Consider a function that implements an algorithm similar to Binary Search. The function has two input parameters: sequence is a sequence of integers, and target is an integer value. The purpose of the function is to find if the target exists in the sequence.
The pseudocode of the function is as follows:
func(sequence, target)
while sequence is not empty
randomly choose an element from sequence as the pivot
if pivot = target, return true
else if pivot < target, remove pivot and all elements to its left from the sequence
else, remove pivot and all elements to its right from the sequence
end while
return false
When the sequence is sorted, the function works correctly for all values. When the sequence is not sorted, the function does not work for all values, but may still work for some values.
Given an integer array nums, representing the sequence, that contains unique numbers and may or may not be sorted, return the number of values that are guaranteed to be found using the function, for every possible pivot selection.
Example 1:
Input: nums = [7] Output: 1 Explanation: Searching for value 7 is guaranteed to be found.
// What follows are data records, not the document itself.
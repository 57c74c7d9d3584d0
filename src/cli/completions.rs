//! Shell completion generation

use std::io::Write;

use clap::CommandFactory;
use clap_complete::{Shell, generate};

use crate::cli::Cli;
use crate::error::Result;

/// Write completions for `shell` to `out`
pub fn write_completions(shell: Shell, out: &mut dyn Write) {
    let mut cmd = Cli::command();
    let name = cmd.get_name().to_string();
    generate(shell, &mut cmd, name, out);
}

/// Run the completion command
pub fn run(shell: Shell) -> Result<()> {
    let mut stdout = std::io::stdout();
    write_completions(shell, &mut stdout);
    stdout.flush()?;
    Ok(())
}

#[cfg(test)]
mod tests {
    use super::*;

    #[test]
    fn test_bash_completions_mention_commands() {
        let mut buf = Vec::new();
        write_completions(Shell::Bash, &mut buf);
        let script = String::from_utf8(buf).unwrap();

        assert!(script.contains("hydrate"));
        assert!(script.contains("history"));
        assert!(script.contains("remind"));
    }
}
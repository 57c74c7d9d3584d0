//! Shared CLI argument types
//!
//! This module contains reusable argument structs that can be flattened
//! into commands using `#[command(flatten)]`.

mod common;
mod global;
mod range;

pub use common::OutputFormat;
pub use global::GlobalOptions;
pub use range::RangeArgs;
Since the sequence has only one element, 7 will be chosen as the pivot. Because the pivot equals the target, the function will return true.
Example 2:
Input: nums = [-1,5,2] Output: 1 Explanation: Searching for value -1 is guaranteed to be found. If -1 was chosen as the pivot, the function would return true. If 5 was chosen as the pivot, 5 and 2 would be removed. In the next loop, the sequence would have only -1 and the function would return true. If 2 was chosen as the pivot, 2 would be removed. In the next loop, the sequence would have -1 and 5. No matter which number was chosen as the next pivot, the function would find -1 and return true. Searching for value 5 is NOT guaranteed to be found. If 2 was chosen as the pivot, -1, 5 and 2 would be removed. The sequence would be empty and the function would return false. Searching for value 2 is NOT guaranteed to be found. If 5 was chosen as the pivot, 5 and 2 would be removed. In the next loop, the sequence would have only -1 and the function would return false. Because only -1 is guaranteed to be found, you should return 1.
Constraints:
1 <= nums.length <= 105-105 <= nums[i] <= 105nums are unique.
Follow-up: If nums has duplicates, would you modify your algorithm? If so, how?
Problem Overview: You receive an unsorted array and need to count how many numbers would still be found correctly if a standard binary search was executed on the array. A number is "binary searchable" only if every element on its left is smaller or equal and every element on its right is greater or equal. In other words, the element already sits exactly where it would appear in the sorted order relative to the rest of the array.
Approach 1: Brute Force Validation (O(n²) time, O(1) space)
Check every element nums[i] and verify two conditions: all elements to the left are <= nums[i] and all elements to the right are >= nums[i]. This requires two scans for each index. The approach directly mirrors the binary search correctness condition but repeatedly scans the array, leading to quadratic time complexity. Useful for understanding the rule that defines a valid binary searchable element.
Approach 2: Prefix Max + Suffix Min (O(n) time, O(n) space)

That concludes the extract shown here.